# [Your assignment]
Among the records that follow, how many lines include the string "variant"? Only the number is wanted.

# [Provided records]

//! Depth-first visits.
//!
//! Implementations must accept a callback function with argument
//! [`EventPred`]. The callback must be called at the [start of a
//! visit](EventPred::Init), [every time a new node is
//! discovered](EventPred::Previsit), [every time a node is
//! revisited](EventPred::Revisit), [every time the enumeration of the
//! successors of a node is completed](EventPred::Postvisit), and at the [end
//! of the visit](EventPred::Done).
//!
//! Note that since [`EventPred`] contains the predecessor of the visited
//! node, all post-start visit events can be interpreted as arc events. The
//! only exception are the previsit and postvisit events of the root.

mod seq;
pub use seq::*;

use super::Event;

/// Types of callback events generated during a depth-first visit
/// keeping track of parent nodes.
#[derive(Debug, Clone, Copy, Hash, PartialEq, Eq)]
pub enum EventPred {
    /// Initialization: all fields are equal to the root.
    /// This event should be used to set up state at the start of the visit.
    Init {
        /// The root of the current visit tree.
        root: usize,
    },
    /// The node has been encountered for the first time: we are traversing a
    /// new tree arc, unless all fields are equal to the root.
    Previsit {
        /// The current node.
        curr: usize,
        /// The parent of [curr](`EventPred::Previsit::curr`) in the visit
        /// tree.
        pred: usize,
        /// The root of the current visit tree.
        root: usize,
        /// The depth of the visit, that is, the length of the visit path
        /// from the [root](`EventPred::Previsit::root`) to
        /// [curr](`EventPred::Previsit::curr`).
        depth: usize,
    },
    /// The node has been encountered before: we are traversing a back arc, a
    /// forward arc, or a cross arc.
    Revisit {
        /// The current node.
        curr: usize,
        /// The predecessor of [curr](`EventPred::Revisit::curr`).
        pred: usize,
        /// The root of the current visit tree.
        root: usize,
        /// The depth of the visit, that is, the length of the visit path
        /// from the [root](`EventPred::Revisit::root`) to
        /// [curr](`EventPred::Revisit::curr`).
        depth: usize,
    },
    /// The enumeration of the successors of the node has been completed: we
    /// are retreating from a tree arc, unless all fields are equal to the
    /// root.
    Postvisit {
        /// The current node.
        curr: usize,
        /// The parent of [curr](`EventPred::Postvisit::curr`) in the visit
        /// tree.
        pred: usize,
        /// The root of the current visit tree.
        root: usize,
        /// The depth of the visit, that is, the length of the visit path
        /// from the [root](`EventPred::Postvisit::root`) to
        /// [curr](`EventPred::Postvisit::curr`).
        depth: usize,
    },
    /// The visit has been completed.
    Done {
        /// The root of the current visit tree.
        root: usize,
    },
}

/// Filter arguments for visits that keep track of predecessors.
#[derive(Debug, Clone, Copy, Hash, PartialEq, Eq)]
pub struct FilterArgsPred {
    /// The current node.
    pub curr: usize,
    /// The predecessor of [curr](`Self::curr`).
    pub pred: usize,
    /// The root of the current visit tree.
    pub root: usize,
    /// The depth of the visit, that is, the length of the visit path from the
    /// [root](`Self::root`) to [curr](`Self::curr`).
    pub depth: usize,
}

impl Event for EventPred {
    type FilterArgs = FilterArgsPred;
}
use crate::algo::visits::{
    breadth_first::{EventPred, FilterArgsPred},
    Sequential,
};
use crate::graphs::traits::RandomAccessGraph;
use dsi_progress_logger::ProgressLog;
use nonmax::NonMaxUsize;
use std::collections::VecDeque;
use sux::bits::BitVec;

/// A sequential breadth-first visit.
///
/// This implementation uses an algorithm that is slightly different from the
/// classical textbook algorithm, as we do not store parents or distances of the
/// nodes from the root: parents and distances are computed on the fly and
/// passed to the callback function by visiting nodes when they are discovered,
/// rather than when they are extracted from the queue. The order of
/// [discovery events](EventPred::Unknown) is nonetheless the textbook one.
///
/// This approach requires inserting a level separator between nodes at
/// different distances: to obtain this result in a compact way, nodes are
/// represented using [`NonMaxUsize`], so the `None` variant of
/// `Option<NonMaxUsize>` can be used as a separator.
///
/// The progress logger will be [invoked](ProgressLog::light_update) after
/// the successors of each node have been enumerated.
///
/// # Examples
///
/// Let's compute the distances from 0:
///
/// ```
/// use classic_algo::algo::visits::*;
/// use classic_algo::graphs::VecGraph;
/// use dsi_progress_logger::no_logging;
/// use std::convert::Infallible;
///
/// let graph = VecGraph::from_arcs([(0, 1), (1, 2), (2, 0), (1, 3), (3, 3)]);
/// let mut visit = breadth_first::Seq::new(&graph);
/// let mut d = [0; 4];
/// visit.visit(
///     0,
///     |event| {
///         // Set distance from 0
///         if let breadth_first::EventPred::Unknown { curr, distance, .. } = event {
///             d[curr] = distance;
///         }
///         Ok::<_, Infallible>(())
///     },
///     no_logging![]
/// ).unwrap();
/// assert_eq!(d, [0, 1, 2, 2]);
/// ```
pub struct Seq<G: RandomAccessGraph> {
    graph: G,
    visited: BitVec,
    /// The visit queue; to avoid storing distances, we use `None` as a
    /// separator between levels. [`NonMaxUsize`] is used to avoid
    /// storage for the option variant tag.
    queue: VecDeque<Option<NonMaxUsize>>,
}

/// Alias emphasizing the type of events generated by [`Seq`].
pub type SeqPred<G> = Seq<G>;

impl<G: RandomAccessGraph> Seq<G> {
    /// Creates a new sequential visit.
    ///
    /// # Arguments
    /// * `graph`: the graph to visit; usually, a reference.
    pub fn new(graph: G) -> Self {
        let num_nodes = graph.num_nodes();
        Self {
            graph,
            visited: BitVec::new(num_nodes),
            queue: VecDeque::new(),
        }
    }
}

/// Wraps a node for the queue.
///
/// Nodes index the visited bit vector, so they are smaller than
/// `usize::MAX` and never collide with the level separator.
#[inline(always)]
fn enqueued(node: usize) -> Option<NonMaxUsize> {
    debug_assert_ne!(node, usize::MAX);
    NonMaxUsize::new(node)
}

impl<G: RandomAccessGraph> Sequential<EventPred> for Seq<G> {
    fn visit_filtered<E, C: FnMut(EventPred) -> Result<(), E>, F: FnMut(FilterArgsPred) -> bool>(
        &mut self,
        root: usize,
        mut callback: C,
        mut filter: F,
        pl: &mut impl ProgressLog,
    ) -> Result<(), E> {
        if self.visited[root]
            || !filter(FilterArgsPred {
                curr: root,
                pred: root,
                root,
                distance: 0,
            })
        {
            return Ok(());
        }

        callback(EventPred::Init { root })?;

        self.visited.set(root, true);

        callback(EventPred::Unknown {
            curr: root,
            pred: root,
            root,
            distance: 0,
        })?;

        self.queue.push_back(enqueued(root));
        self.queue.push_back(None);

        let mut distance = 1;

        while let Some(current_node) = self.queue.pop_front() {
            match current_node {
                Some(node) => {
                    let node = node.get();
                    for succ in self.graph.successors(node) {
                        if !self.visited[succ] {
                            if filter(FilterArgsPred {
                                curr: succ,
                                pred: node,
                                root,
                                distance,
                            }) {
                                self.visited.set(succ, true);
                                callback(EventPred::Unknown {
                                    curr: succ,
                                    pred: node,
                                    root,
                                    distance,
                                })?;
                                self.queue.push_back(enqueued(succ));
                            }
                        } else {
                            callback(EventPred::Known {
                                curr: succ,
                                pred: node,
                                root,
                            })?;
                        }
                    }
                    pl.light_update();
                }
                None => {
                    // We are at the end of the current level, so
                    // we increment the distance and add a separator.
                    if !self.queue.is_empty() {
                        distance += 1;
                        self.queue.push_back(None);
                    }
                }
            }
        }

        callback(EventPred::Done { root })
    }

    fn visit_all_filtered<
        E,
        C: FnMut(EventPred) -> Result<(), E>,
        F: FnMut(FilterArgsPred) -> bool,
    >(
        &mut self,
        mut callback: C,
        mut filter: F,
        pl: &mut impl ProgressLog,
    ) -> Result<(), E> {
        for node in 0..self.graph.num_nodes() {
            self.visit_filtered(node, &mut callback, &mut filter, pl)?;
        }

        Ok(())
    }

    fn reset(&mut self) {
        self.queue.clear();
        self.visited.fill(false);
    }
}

# [Answer to this problem]
2